You can see here that we've made it past the MMR read in uv_system_init,
but we die inside of our first EFI callback.  In this example, it looks
like we're using the kernel page table at the time of the failure, and I
believe that the failing address is somewhere in our EFI runtime code:

[    0.803396] efi: ATHORLTON EFI md dump:
[    0.803396]         type: 5
[    0.803396]         pad: 0
[    0.803396]         phys_addr: 6a0a6000
[    0.803396]         virt_addr: 0
[    0.803396]         num_pages: 184
[    0.803396]         attribute: 800000000000000f

So it looks like we're trying to read from EFI runtime space while using
the kernel page table, which fails, presumably because the space is also
not mapped into the kernel page table.  While I understand *why* it
fails, and why the address isn't mapped, I don't fully know how we
should handle fixing it.

It would appear after a good amount of investigation that we've been
skating by on some (perhaps not so subtle) undefined/unintentional
behvaior inside the EFI memory mapping code.

I will need to talk with our BIOS team about this to see what they
think.  Any input you guys might have on how we might remedy this
situation would be really valuable.  I think we have a good
understanding of what's going wrong here, but now we need to work out a
way to fix it.

Thanks for you help so far!

- Alex

^ permalink raw reply related	[flat|nested] 20+ messages in thread

* Re: [BUG] x86/efi: MMRs no longer properly mapped after switch to isolated page table
  2016-04-29  9:01 ` Matt Fleming
@ 2016-04-29 15:45   ` Alex Thorlton
  0 siblings, 0 replies; 20+ messages in thread
From: Alex Thorlton @ 2016-04-29 15:45 UTC (permalink / raw)
  To: Matt Fleming
  Cc: Alex Thorlton, linux-kernel, Thomas Gleixner, Ingo Molnar,
	H. Peter Anvin, x86, linux-efi, Russ Anderson, Dimitri Sivanich,
	mike travis, Nathan Zimmer

On Fri, Apr 29, 2016 at 10:01:15AM +0100, Matt Fleming wrote:
> On Wed, 27 Apr, at 10:41:32AM, Alex Thorlton wrote:
> > 
> > From what I know, this works because the first PGD entry (the one
> > containing the identity mappings) of the trampoline_pgd is shared with
> > the main kernel PGD (init_level4_pgt), so when __map_region maps this
> > stuff into the trampoline_pgd, we get it in the kernel PGD as well.
>  
> Correct.
> 
> > The way I understand it, the motivation behind this change is to isolate
> > the EFI runtime services code/data from the regular kernel page tables,
> 
> Yep.

Thanks for confirming my suspicions.  This one was really bothering me.

I'd rather have broken code and know why it's broken, than have working
code and not know why it works :)

> > but it appears that we've isolated a bit more than that.  I do
> > understand that if we were doing an actual EFI callback, we'd switch
> > over to the efi_pgd, where we'd have this stuff mapped in, but, until
> > now, we've been able to read these MMRs using the regular kernel page
> > table without issues.
> > 
> > Please let me know what you guys think about this issue, and if you have
> > any suggestions for possible solutions.  Any input is greatly
> > appreciated!
> 
> The issue is that you're relying on the EFI mapping code to map these
> regions for you, and that's a bug.
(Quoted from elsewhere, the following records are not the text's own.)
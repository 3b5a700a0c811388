use serde::{Deserialize, Serialize};
use std::fmt;

/// Normalized hours/minutes/seconds point within a video
#[derive(Debug, Clone, Copy, PartialEq, Eq, Serialize, Deserialize)]
pub struct TimeCode {
    pub hours: u32,
    pub minutes: u32,
    pub seconds: u32,
}

impl TimeCode {
    /// Build a timecode from three digit-only text fields.
    ///
    /// Rejects blank fields, non-digit text, and minute/second values
    /// outside 0-59. Invalid text never becomes a stored timecode.
    pub fn from_fields(hours: &str, minutes: &str, seconds: &str) -> Option<Self> {
        let hours = parse_digit_field(hours)?;
        let minutes = parse_digit_field(minutes)?;
        let seconds = parse_digit_field(seconds)?;

        if minutes > 59 || seconds > 59 {
            return None;
        }

        Some(Self {
            hours,
            minutes,
            seconds,
        })
    }

    /// Total elapsed seconds from the start of the video
    pub fn to_seconds(&self) -> u64 {
        u64::from(self.hours) * 3600 + u64::from(self.minutes) * 60 + u64::from(self.seconds)
    }
}

impl fmt::Display for TimeCode {
    fn fmt(&self, f: &mut fmt::Formatter<'_>) -> fmt::Result {
        write!(
            f,
            "{:02}:{:02}:{:02}",
            self.hours, self.minutes, self.seconds
        )
    }
}

fn parse_digit_field(field: &str) -> Option<u32> {
    if field.is_empty() || !field.chars().all(|c| c.is_ascii_digit()) {
        return None;
    }
    field.parse().ok()
}

/// An ordered pair of timecodes bounding a clip.
///
/// Only constructed by the validator, so `start < end` always holds and
/// both bounds have been checked against the media duration.
#[derive(Debug, Clone, Copy, PartialEq, Eq, Serialize, Deserialize)]
pub struct TimeRange {
    pub start: TimeCode,
    pub end: TimeCode,
}

impl TimeRange {
    pub fn start_seconds(&self) -> u64 {
        self.start.to_seconds()
    }

    pub fn end_seconds(&self) -> u64 {
        self.end.to_seconds()
    }
}

impl fmt::Display for TimeRange {
    fn fmt(&self, f: &mut fmt::Formatter<'_>) -> fmt::Result {
        write!(f, "{} - {}", self.start, self.end)
    }
}
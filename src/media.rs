use crate::config::EngineConfig;
use crate::timecode::TimeRange;
use std::path::{Path, PathBuf};
use thiserror::Error;
use tracing::{debug, info};

/// Opening the source media failed; fatal to the whole batch
#[derive(Debug, Error)]
pub enum MediaOpenError {
    #[error("failed to run {probe}: {source}")]
    ProbeLaunch {
        probe: String,
        #[source]
        source: std::io::Error,
    },

    #[error("{} could not read {}", .probe, .path.display())]
    ProbeFailed { probe: String, path: PathBuf },

    #[error("no duration reported for {}", .path.display())]
    MissingDuration { path: PathBuf },
}

/// A single clip write failed; the batch keeps going
#[derive(Debug, Error)]
pub enum ExtractionError {
    #[error("media engine exited with {status}: {detail}")]
    EngineFailure {
        status: std::process::ExitStatus,
        detail: String,
    },

    #[error("failed to run media engine: {0}")]
    Io(#[from] std::io::Error),
}

/// Exclusive handle to an opened source video.
///
/// Opened once per processing run and consumed by `close` at the end of
/// the run. The underlying engine is not reentrant against the same
/// source, so extraction calls are made one at a time through `&self`
/// on the single handle the run owns.
pub struct MediaHandle {
    path: PathBuf,
    duration: f64,
    engine: EngineConfig,
}

impl MediaHandle {
    /// Probe the source file and capture its duration.
    ///
    /// Any failure here aborts the run before any job starts.
    pub async fn open(path: &Path, engine: &EngineConfig) -> Result<Self, MediaOpenError> {
        let output = tokio::process::Command::new(&engine.ffprobe)
            .args(["-v", "quiet", "-print_format", "json", "-show_format"])
            .arg(path)
            .output()
            .await
            .map_err(|e| MediaOpenError::ProbeLaunch {
                probe: engine.ffprobe.clone(),
                source: e,
            })?;

        if !output.status.success() {
            return Err(MediaOpenError::ProbeFailed {
                probe: engine.ffprobe.clone(),
                path: path.to_path_buf(),
            });
        }

        let probe_data: serde_json::Value =
            serde_json::from_slice(&output.stdout).map_err(|_| MediaOpenError::ProbeFailed {
                probe: engine.ffprobe.clone(),
                path: path.to_path_buf(),
            })?;

        let duration: f64 = probe_data["format"]["duration"]
            .as_str()
            .and_then(|s| s.parse().ok())
            .ok_or_else(|| MediaOpenError::MissingDuration {
                path: path.to_path_buf(),
            })?;

        info!("📹 Opened {} ({:.1}s)", path.display(), duration);

        Ok(Self {
            path: path.to_path_buf(),
            duration,
            engine: engine.clone(),
        })
    }

    /// Source duration in seconds
    pub fn duration(&self) -> f64 {
        self.duration
    }

    pub fn path(&self) -> &Path {
        &self.path
    }

    /// Re-encode the `[start, end)` sub-range of the source into `output`
    pub async fn extract_clip(
        &self,
        range: &TimeRange,
        output: &Path,
    ) -> Result<(), ExtractionError> {
        debug!("Extracting {} -> {}", range, output.display());

        let result = tokio::process::Command::new(&self.engine.ffmpeg)
            .arg("-i")
            .arg(&self.path)
            .args([
                "-ss",
                &range.start_seconds().to_string(),
                "-to",
                &range.end_seconds().to_string(),
                "-c:v",
                &self.engine.video_codec,
                "-c:a",
                &self.engine.audio_codec,
                "-y",
            ])
            .arg(output)
            .output()
            .await?;

        if !result.status.success() {
            let stderr = String::from_utf8_lossy(&result.stderr);
            return Err(ExtractionError::EngineFailure {
                status: result.status,
                detail: stderr.lines().last().unwrap_or("").to_string(),
            });
        }

        Ok(())
    }

    /// Release the handle. Called exactly once per run, however many of
    /// the run's jobs failed.
    pub fn close(self) {
        debug!("Closed media handle for {}", self.path.display());
    }

    #[cfg(test)]
    pub(crate) fn stub(path: &Path, duration: f64, engine: EngineConfig) -> Self {
        Self {
            path: path.to_path_buf(),
            duration,
            engine,
        }
    }
}
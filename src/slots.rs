use crate::parser::RangeCandidate;
use tracing::debug;

/// One clip entry: six text fields for start and end `H:M:S`.
///
/// Fields hold raw text, not parsed numbers, so the board can represent
/// half-filled entries the same way the entry form does. New slots are
/// seeded with `"0"` in both hour fields.
#[derive(Debug, Clone, PartialEq, Eq)]
pub struct TimeSlot {
    pub start_h: String,
    pub start_m: String,
    pub start_s: String,
    pub end_h: String,
    pub end_m: String,
    pub end_s: String,
}

impl TimeSlot {
    pub fn new() -> Self {
        Self {
            start_h: "0".to_string(),
            start_m: String::new(),
            start_s: String::new(),
            end_h: "0".to_string(),
            end_m: String::new(),
            end_s: String::new(),
        }
    }

    pub fn start_fields(&self) -> [&str; 3] {
        [&self.start_h, &self.start_m, &self.start_s]
    }

    pub fn end_fields(&self) -> [&str; 3] {
        [&self.end_h, &self.end_m, &self.end_s]
    }

    /// True when any of the six fields is blank ("not yet specified")
    pub fn has_blank_field(&self) -> bool {
        self.start_fields()
            .iter()
            .chain(self.end_fields().iter())
            .any(|f| f.is_empty())
    }

    fn fill(&mut self, candidate: &RangeCandidate) {
        let [sh, sm, ss] = candidate.start.clone();
        let [eh, em, es] = candidate.end.clone();
        self.start_h = sh;
        self.start_m = sm;
        self.start_s = ss;
        self.end_h = eh;
        self.end_m = em;
        self.end_s = es;
    }
}

impl Default for TimeSlot {
    fn default() -> Self {
        Self::new()
    }
}

/// Ordered, fixed-capacity collection of clip entry slots.
///
/// Slot order is clip order: slot 1 becomes `Clip-1`, whether or not
/// earlier slots ever get filled.
#[derive(Debug, Clone, PartialEq, Eq)]
pub struct SlotBoard {
    slots: Vec<TimeSlot>,
}

impl SlotBoard {
    /// Pre-allocate `capacity` empty slots
    pub fn new(capacity: usize) -> Self {
        Self {
            slots: vec![TimeSlot::new(); capacity],
        }
    }

    pub fn slots(&self) -> &[TimeSlot] {
        &self.slots
    }

    pub fn len(&self) -> usize {
        self.slots.len()
    }

    pub fn is_empty(&self) -> bool {
        self.slots.is_empty()
    }

    pub fn slot_mut(&mut self, index: usize) -> Option<&mut TimeSlot> {
        self.slots.get_mut(index)
    }

    /// Write detected candidates into slots in order, starting at slot 0.
    ///
    /// Candidates beyond the board's capacity are dropped. Returns how many
    /// were written.
    pub fn apply_candidates<I>(&mut self, candidates: I) -> usize
    where
        I: IntoIterator<Item = RangeCandidate>,
    {
        let mut written = 0;
        for (slot, candidate) in self.slots.iter_mut().zip(candidates) {
            slot.fill(&candidate);
            written += 1;
        }

        debug!("Filled {} of {} slots", written, self.slots.len());
        written
    }
}
use crate::timecode::{TimeCode, TimeRange};
use serde::Serialize;
use thiserror::Error;

/// Why a candidate time range was rejected
#[derive(Debug, Clone, Copy, PartialEq, Eq, Error, Serialize)]
pub enum ValidationError {
    /// A field is blank, non-numeric, or out of range
    #[error("time frame has missing or non-numeric fields")]
    IncompleteRange,

    /// Start time falls at or past the end of the video
    #[error("start time is beyond the video duration")]
    StartBeyondDuration,

    /// End time runs past the end of the video
    #[error("end time is beyond the video duration")]
    EndBeyondDuration,

    /// Start does not come strictly before end
    #[error("start time is not before end time")]
    NonPositiveRange,
}

/// Check one candidate range against the media duration.
///
/// `start` and `end` are `[hours, minutes, seconds]` text fields. Rules are
/// applied in order: field validity, start vs duration, end vs duration,
/// start vs end. A rejected candidate is never corrected or clamped; the
/// caller skips it. End exactly at the duration is allowed.
pub fn validate(
    start: [&str; 3],
    end: [&str; 3],
    duration: f64,
) -> Result<TimeRange, ValidationError> {
    let start = TimeCode::from_fields(start[0], start[1], start[2])
        .ok_or(ValidationError::IncompleteRange)?;
    let end =
        TimeCode::from_fields(end[0], end[1], end[2]).ok_or(ValidationError::IncompleteRange)?;

    let start_seconds = start.to_seconds() as f64;
    let end_seconds = end.to_seconds() as f64;

    if start_seconds >= duration {
        return Err(ValidationError::StartBeyondDuration);
    }
    if end_seconds > duration {
        return Err(ValidationError::EndBeyondDuration);
    }
    if start_seconds >= end_seconds {
        return Err(ValidationError::NonPositiveRange);
    }

    Ok(TimeRange { start, end })
}

#[cfg(test)]
mod tests {
    use super::*;

    #[test]
    fn test_valid_range() {
        let range = validate(["0", "1", "30"], ["0", "2", "45"], 600.0).unwrap();
        assert_eq!(range.start_seconds(), 90);
        assert_eq!(range.end_seconds(), 165);
        assert!(range.start_seconds() < range.end_seconds());
    }

    #[test]
    fn test_end_exactly_at_duration_is_allowed() {
        let range = validate(["0", "0", "10"], ["0", "1", "40"], 100.0).unwrap();
        assert_eq!(range.end_seconds(), 100);
    }

    #[test]
    fn test_blank_field_is_incomplete() {
        assert_eq!(
            validate(["0", "", "30"], ["0", "2", "45"], 600.0),
            Err(ValidationError::IncompleteRange)
        );
    }

    #[test]
    fn test_non_digit_field_is_incomplete() {
        assert_eq!(
            validate(["0", "1", "30"], ["0", "2x", "45"], 600.0),
            Err(ValidationError::IncompleteRange)
        );
    }

    #[test]
    fn test_start_beyond_duration() {
        // start 110s, end 100s against a 100s video: start check wins
        assert_eq!(
            validate(["0", "1", "50"], ["0", "1", "40"], 100.0),
            Err(ValidationError::StartBeyondDuration)
        );
    }

    #[test]
    fn test_start_equal_to_duration_is_rejected() {
        assert_eq!(
            validate(["0", "1", "40"], ["0", "1", "50"], 100.0),
            Err(ValidationError::StartBeyondDuration)
        );
    }

    #[test]
    fn test_end_beyond_duration() {
        assert_eq!(
            validate(["0", "0", "10"], ["0", "2", "00"], 100.0),
            Err(ValidationError::EndBeyondDuration)
        );
    }

    #[test]
    fn test_non_positive_range() {
        assert_eq!(
            validate(["0", "0", "10"], ["0", "0", "5"], 100.0),
            Err(ValidationError::NonPositiveRange)
        );
    }

    #[test]
    fn test_zero_length_range_is_rejected() {
        assert_eq!(
            validate(["0", "0", "10"], ["0", "0", "10"], 100.0),
            Err(ValidationError::NonPositiveRange)
        );
    }
}
use crate::config::Config;
use crate::extractor::{BatchReport, ClipExtractor};
use crate::media::MediaHandle;
use crate::planner::ClipPlanner;
use crate::slots::SlotBoard;
use anyhow::{Context, Result};
use std::path::Path;
use tracing::{info, warn};

/// Run context for one processing pass.
///
/// Owns the configuration and drives open -> plan -> extract -> report.
/// The media handle lives only inside `run`, so a run can never leak it
/// or share it with a second concurrent batch.
pub struct ClipRun {
    config: Config,
}

impl ClipRun {
    pub fn new(config: Config) -> Self {
        Self { config }
    }

    pub fn config(&self) -> &Config {
        &self.config
    }

    /// Execute one batch against `video_path`.
    ///
    /// Failure to open the source is the only fatal error; everything
    /// after that degrades per slot or per job and ends in the report.
    pub async fn run(&self, video_path: &Path, board: &SlotBoard) -> Result<BatchReport> {
        // Output directory first: once the handle is open, nothing between
        // open and close may fail the run, or close would be skipped.
        tokio::fs::create_dir_all(&self.config.output.dir)
            .await
            .with_context(|| {
                format!(
                    "failed to create output directory {}",
                    self.config.output.dir.display()
                )
            })?;

        let handle = MediaHandle::open(video_path, &self.config.engine)
            .await
            .with_context(|| format!("failed to open source media {}", video_path.display()))?;

        let planner = ClipPlanner::new(&self.config.output);
        let plan = planner.plan(board, handle.duration());

        info!(
            "📋 Planned {} clips ({} slots skipped)",
            plan.jobs.len(),
            plan.skipped()
        );

        let extractor = ClipExtractor::new(&self.config.output.dir);
        let report = extractor.run(handle, &plan.jobs).await;

        if self.config.output.write_report {
            let report_path = self.config.output.dir.join("clip_results.json");
            match serde_json::to_string_pretty(&report) {
                Ok(json_data) => {
                    if let Err(e) = tokio::fs::write(&report_path, json_data).await {
                        warn!("Failed to save report to {}: {}", report_path.display(), e);
                    } else {
                        info!("💾 Results saved to: {}", report_path.display());
                    }
                }
                Err(e) => warn!("Failed to serialize batch report: {}", e),
            }
        }

        info!(
            "🎬 Batch finished: {} written, {} failed",
            report.written, report.failed
        );

        Ok(report)
    }
}

#[cfg(test)]
mod tests {
    use super::*;
    use tempfile::TempDir;

    #[tokio::test]
    async fn test_unopenable_media_is_fatal_before_any_job() {
        let mut config = Config::default();
        config.engine.ffprobe = "/nonexistent/ffprobe-for-test".to_string();

        let run = ClipRun::new(config);
        let board = SlotBoard::new(3);

        let result = run.run(Path::new("missing.mp4"), &board).await;
        assert!(result.is_err());
    }

    #[tokio::test]
    async fn test_output_dir_failure_happens_before_media_open() {
        let dir = TempDir::new().unwrap();
        let blocker = dir.path().join("blocker");
        std::fs::write(&blocker, "not a directory").unwrap();

        let mut config = Config::default();
        // A path under a regular file cannot be created
        config.output.dir = blocker.join("clips");
        config.engine.ffprobe = "/nonexistent/ffprobe-for-test".to_string();

        let run = ClipRun::new(config);
        let board = SlotBoard::new(3);

        let err = run.run(Path::new("missing.mp4"), &board).await.unwrap_err();
        // The directory error surfaces, so no handle was opened yet
        assert!(err.to_string().contains("failed to create output directory"));
    }
}
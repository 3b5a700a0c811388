use crate::media::MediaHandle;
use crate::planner::ClipJob;
use serde::Serialize;
use std::path::{Path, PathBuf};
use std::time::{Duration, Instant};
use tracing::{info, warn};

/// Outcome of one extraction job
#[derive(Debug, Clone, Copy, PartialEq, Eq, Serialize)]
pub enum JobStatus {
    Written,
    Failed,
}

/// Per-job extraction result
#[derive(Debug, Clone, Serialize)]
pub struct JobReport {
    pub index: usize,
    pub output_name: String,
    pub status: JobStatus,
    pub output_path: Option<PathBuf>,
    pub error_message: Option<String>,
    pub elapsed: Duration,
}

/// Results for a whole batch run.
///
/// Partial success is the normal steady state: some jobs written, some
/// failed, never the batch as a whole erroring out.
#[derive(Debug, Clone, Serialize)]
pub struct BatchReport {
    pub total: usize,
    pub written: usize,
    pub failed: usize,
    pub total_time: Duration,
    pub jobs: Vec<JobReport>,
}

/// Executes planned jobs against the open media handle, one at a time
pub struct ClipExtractor {
    output_dir: PathBuf,
}

impl ClipExtractor {
    pub fn new(output_dir: &Path) -> Self {
        Self {
            output_dir: output_dir.to_path_buf(),
        }
    }

    /// Run every job in order against `handle`.
    ///
    /// Jobs run strictly sequentially: the handle owns the only decode
    /// context and the engine is not reentrant against it. A failed job is
    /// recorded and the batch moves on; after the last job the handle is
    /// released, however the jobs went.
    pub async fn run(&self, handle: MediaHandle, jobs: &[ClipJob]) -> BatchReport {
        let start_time = Instant::now();
        let mut reports = Vec::with_capacity(jobs.len());

        for job in jobs {
            let output_path = self.output_dir.join(&job.output_name);
            let job_start = Instant::now();

            info!("✂️ Writing {} ({})", job.output_name, job.range);

            match handle.extract_clip(&job.range, &output_path).await {
                Ok(()) => {
                    info!("✅ Wrote {}", output_path.display());
                    reports.push(JobReport {
                        index: job.index,
                        output_name: job.output_name.clone(),
                        status: JobStatus::Written,
                        output_path: Some(output_path),
                        error_message: None,
                        elapsed: job_start.elapsed(),
                    });
                }
                Err(e) => {
                    warn!("❌ Failed to write {}: {}", job.output_name, e);
                    reports.push(JobReport {
                        index: job.index,
                        output_name: job.output_name.clone(),
                        status: JobStatus::Failed,
                        output_path: None,
                        error_message: Some(e.to_string()),
                        elapsed: job_start.elapsed(),
                    });
                }
            }
        }

        handle.close();

        let written = reports
            .iter()
            .filter(|r| r.status == JobStatus::Written)
            .count();

        BatchReport {
            total: reports.len(),
            written,
            failed: reports.len() - written,
            total_time: start_time.elapsed(),
            jobs: reports,
        }
    }
}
These regions have nothing to do
> with EFI.

Understood, and agreed.

> Arguably it's always been a bug. You're not alone though, there were
> also other pieces of code piggy-backing on the EFI mapping functions,
> and EFI code piggy-backing on the regular kernel mapping functions,
> see 452308de6105 ("x86/efi: Fix boot crash by always mapping boot
> service regions into new EFI page tables").
> 
> I agree with Boris' suggestion that removing the "if (is_uv1_hub())"
> check in uv_system_init() is probably the way to go, since it should
> always be the responsibility of uv_system_init() to setup these
> mappings.

I have tried this, but there are some issues there as well (see my
response to Boris's last message).  I think we're getting closer to
having this all figured out, but there are still some pieces missing
from the puzzle.

Thanks for the input, Matt.  Please let me know if you have any ideas
about the remaining issue that I described!

- Alex

^ permalink raw reply	[flat|nested] 20+ messages in thread

* Re: [BUG] x86/efi: MMRs no longer properly mapped after switch to isolated page table
  2016-04-29 15:41       ` Alex Thorlton
@ 2016-04-30 22:12         ` Matt Fleming
  2016-05-02 21:39           ` Alex Thorlton
  2016-05-02 10:02         ` Borislav Petkov
  1 sibling, 1 reply; 20+ messages in thread
From: Matt Fleming @ 2016-04-30 22:12 UTC (permalink / raw)
  To: Alex Thorlton
  Cc: Borislav Petkov, linux-kernel, Thomas Gleixner, Ingo Molnar,
	H. Peter Anvin, x86, linux-efi, Russ Anderson, Dimitri Sivanich,
	mike travis, Nathan Zimmer

On Fri, 29 Apr, at 10:41:19AM, Alex Thorlton wrote:
> 
> You can see here that we've made it past the MMR read in uv_system_init,
> but we die inside of our first EFI callback.  In this example, it looks
> like we're using the kernel page table at the time of the failure, and I
> believe that the failing address is somewhere in our EFI runtime code:
> 
> [    0.803396] efi: ATHORLTON EFI md dump:
> [    0.803396]         type: 5
> [    0.803396]         pad: 0
> [    0.803396]         phys_addr: 6a0a6000
> [    0.803396]         virt_addr: 0
> [    0.803396]         num_pages: 184
> [    0.803396]         attribute: 800000000000000f
> 
> So it looks like we're trying to read from EFI runtime space while using
> the kernel page table, which fails, presumably because the space is also
> not mapped into the kernel page table.  While I understand *why* it
> fails, and why the address isn't mapped, I don't fully know how we
> should handle fixing it.

How come you're not using the new EFI page tables while making EFI
runtime calls?

Who owns the MMR space and what is it used for? Do both the kernel and
the firmware need access to it? My SGI UV knowledge is zero, so I'm
happy to be educated! I can't think of any analogous memory regions on
x86 where the EFI services require the kernel to map them, other than
the EFI regions themselves.

Runtime EFI regions should be opaque, isolated and self-contained.
This is why there are two phases of execution for firmware; before and
after ExitBootServices(). Once the kernel takes control after
ExitBootServices() firmware can no longer provide timer services, for
example, and doesn't care where the kernel maps the LAPIC because it
never tries to access it.

The fact that the UV firmware does care where the MMR space is mapped
makes me suspect that there's a lack of isolation.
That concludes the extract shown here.